[Dataset entries]
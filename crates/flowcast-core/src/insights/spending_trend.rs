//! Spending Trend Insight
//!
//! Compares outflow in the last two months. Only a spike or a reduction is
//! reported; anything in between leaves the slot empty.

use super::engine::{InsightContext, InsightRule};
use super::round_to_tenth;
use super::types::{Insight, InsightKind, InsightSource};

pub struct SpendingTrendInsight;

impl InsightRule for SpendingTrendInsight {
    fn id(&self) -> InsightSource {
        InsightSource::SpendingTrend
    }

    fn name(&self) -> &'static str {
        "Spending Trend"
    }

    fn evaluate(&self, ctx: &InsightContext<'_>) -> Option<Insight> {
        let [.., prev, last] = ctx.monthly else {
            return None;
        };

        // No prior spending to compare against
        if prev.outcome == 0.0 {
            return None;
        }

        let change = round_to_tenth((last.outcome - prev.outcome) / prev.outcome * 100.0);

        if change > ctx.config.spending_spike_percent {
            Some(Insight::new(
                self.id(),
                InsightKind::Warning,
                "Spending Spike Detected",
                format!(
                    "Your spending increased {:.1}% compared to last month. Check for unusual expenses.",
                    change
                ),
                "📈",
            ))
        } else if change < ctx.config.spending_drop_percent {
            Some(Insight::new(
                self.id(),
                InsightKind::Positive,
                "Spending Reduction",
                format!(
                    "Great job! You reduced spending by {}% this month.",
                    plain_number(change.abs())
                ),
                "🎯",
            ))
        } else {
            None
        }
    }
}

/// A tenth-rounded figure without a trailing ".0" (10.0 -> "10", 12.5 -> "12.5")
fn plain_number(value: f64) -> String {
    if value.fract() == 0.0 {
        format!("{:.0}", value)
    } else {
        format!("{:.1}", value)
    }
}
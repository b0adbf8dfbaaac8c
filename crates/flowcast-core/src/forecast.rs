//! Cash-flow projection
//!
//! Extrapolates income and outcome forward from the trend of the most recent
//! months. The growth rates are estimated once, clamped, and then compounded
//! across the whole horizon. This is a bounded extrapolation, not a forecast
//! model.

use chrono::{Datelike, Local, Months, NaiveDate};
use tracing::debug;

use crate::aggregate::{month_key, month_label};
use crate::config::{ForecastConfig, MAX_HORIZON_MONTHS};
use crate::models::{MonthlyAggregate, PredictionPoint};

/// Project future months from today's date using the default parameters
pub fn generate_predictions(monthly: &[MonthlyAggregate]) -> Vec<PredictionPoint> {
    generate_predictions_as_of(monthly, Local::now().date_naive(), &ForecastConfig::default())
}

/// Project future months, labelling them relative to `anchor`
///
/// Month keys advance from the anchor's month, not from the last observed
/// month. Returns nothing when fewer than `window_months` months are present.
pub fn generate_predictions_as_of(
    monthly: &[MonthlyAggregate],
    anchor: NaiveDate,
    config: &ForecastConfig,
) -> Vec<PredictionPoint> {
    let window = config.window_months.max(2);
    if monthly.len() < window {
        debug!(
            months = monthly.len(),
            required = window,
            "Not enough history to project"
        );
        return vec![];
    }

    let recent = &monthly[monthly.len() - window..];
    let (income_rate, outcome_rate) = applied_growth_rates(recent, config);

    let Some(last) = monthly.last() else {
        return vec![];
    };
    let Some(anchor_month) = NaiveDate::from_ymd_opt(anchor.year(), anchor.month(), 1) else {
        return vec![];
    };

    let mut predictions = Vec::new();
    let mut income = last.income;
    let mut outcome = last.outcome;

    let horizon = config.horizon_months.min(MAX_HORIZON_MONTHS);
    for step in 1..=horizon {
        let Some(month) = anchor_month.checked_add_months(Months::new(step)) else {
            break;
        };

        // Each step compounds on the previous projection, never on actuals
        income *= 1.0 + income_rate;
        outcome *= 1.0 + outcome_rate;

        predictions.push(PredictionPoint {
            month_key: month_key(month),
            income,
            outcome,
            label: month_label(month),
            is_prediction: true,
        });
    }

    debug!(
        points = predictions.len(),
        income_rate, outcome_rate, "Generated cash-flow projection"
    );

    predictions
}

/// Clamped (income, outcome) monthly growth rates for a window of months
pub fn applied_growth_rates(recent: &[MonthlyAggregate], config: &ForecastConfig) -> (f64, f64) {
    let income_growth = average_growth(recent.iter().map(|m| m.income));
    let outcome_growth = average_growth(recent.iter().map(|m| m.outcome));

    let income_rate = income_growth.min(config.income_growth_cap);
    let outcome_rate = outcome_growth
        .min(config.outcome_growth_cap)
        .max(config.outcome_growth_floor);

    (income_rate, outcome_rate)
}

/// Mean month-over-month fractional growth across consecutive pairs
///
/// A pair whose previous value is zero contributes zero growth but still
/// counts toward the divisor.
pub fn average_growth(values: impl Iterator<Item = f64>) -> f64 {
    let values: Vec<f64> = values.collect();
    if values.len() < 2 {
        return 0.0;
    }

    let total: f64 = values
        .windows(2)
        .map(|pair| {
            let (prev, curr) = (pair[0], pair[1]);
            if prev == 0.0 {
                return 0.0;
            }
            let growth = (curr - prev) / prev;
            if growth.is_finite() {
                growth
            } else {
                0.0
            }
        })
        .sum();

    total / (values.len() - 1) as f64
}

▸ Exercise directions
All of the entries must be printed again exactly as given.

▸ Result for this task
filename crates/flowcast-core/src/insights/spending_trend.rs
//! Spending Trend Insight
//!
//! Compares outflow in the last two months. Only a spike or a reduction is
//! reported; anything in between leaves the slot empty.

use super::engine::{InsightContext, InsightRule};
use super::round_to_tenth;
use super::types::{Insight, InsightKind, InsightSource};

pub struct SpendingTrendInsight;

impl InsightRule for SpendingTrendInsight {
    fn id(&self) -> InsightSource {
        InsightSource::SpendingTrend
    }

    fn name(&self) -> &'static str {
        "Spending Trend"
    }

    fn evaluate(&self, ctx: &InsightContext<'_>) -> Option<Insight> {
        let [.., prev, last] = ctx.monthly else {
            return None;
        };

        // No prior spending to compare against
        if prev.outcome == 0.0 {
            return None;
        }

        let change = round_to_tenth((last.outcome - prev.outcome) / prev.outcome * 100.0);

        if change > ctx.config.spending_spike_percent {
            Some(Insight::new(
                self.id(),
                InsightKind::Warning,
                "Spending Spike Detected",
                format!(
                    "Your spending increased {:.1}% compared to last month. Check for unusual expenses.",
                    change
                ),
                "📈",
            ))
        } else if change < ctx.config.spending_drop_percent {
            Some(Insight::new(
                self.id(),
                InsightKind::Positive,
                "Spending Reduction",
                format!(
                    "Great job! You reduced spending by {}% this month.",
                    plain_number(change.abs())
                ),
                "🎯",
            ))
        } else {
            None
        }
    }
}

/// A tenth-rounded figure without a trailing ".0" (10.0 -> "10", 12.5 -> "12.5")
fn plain_number(value: f64) -> String {
    if value.fract() == 0.0 {
        format!("{:.0}", value)
    } else {
        format!("{:.1}", value)
    }
}
repository b0adbf8dfbaaac8c
filename crates/flowcast-core/src/forecast.rs
//! Cash-flow projection
//!
//! Extrapolates income and outcome forward from the trend of the most recent
//! months. The growth rates are estimated once, clamped, and then compounded
//! across the whole horizon. This is a bounded extrapolation, not a forecast
//! model.

use chrono::{Datelike, Local, Months, NaiveDate};
use tracing::debug;

use crate::aggregate::{month_key, month_label};
use crate::config::{ForecastConfig, MAX_HORIZON_MONTHS};
use crate::models::{MonthlyAggregate, PredictionPoint};

/// Project future months from today's date using the default parameters
pub fn generate_predictions(monthly: &[MonthlyAggregate]) -> Vec<PredictionPoint> {
    generate_predictions_as_of(monthly, Local::now().date_naive(), &ForecastConfig::default())
}

/// Project future months, labelling them relative to `anchor`
///
/// Month keys advance from the anchor's month, not from the last observed
/// month. Returns nothing when fewer than `window_months` months are present.
pub fn generate_predictions_as_of(
    monthly: &[MonthlyAggregate],
    anchor: NaiveDate,
    config: &ForecastConfig,
) -> Vec<PredictionPoint> {
    let window = config.window_months.max(2);
    if monthly.len() < window {
        debug!(
            months = monthly.len(),
            required = window,
            "Not enough history to project"
        );
        return vec![];
    }

    let recent = &monthly[monthly.len() - window..];
    let (income_rate, outcome_rate) = applied_growth_rates(recent, config);

    let Some(last) = monthly.last() else {
        return vec![];
    };
    let Some(anchor_month) = NaiveDate::from_ymd_opt(anchor.year(), anchor.month(), 1) else {
        return vec![];
    };

    let mut predictions = Vec::new();
    let mut income = last.income;
    let mut outcome = last.outcome;

    let horizon = config.horizon_months.min(MAX_HORIZON_MONTHS);
    for step in 1..=horizon {
        let Some(month) = anchor_month.checked_add_months(Months::new(step)) else {
            break;
        };

        // Each step compounds on the previous projection, never on actuals
        income *= 1.0 + income_rate;
        outcome *= 1.0 + outcome_rate;

        predictions.push(PredictionPoint {
            month_key: month_key(month),
            income,
            outcome,
            label: month_label(month),
            is_prediction: true,
        });
    }

    debug!(
        points = predictions.len(),
        income_rate, outcome_rate, "Generated cash-flow projection"
    );

    predictions
}

/// Clamped (income, outcome) monthly growth rates for a window of months
pub fn applied_growth_rates(recent: &[MonthlyAggregate], config: &ForecastConfig) -> (f64, f64) {
    let income_growth = average_growth(recent.iter().map(|m| m.income));
    let outcome_growth = average_growth(recent.iter().map(|m| m.outcome));

    let income_rate = income_growth.min(config.income_growth_cap);
    let outcome_rate = outcome_growth
        .min(config.outcome_growth_cap)
        .max(config.outcome_growth_floor);

    (income_rate, outcome_rate)
}

/// Mean month-over-month fractional growth across consecutive pairs
///
/// A pair whose previous value is zero contributes zero growth but still
/// counts toward the divisor.
pub fn average_growth(values: impl Iterator<Item = f64>) -> f64 {
    let values: Vec<f64> = values.collect();
    if values.len() < 2 {
        return 0.0;
    }

    let total: f64 = values
        .windows(2)
        .map(|pair| {
            let (prev, curr) = (pair[0], pair[1]);
            if prev == 0.0 {
                return 0.0;
            }
            let growth = (curr - prev) / prev;
            if growth.is_finite() {
                growth
            } else {
                0.0
            }
        })
        .sum();

    total / (values.len() - 1) as f64
}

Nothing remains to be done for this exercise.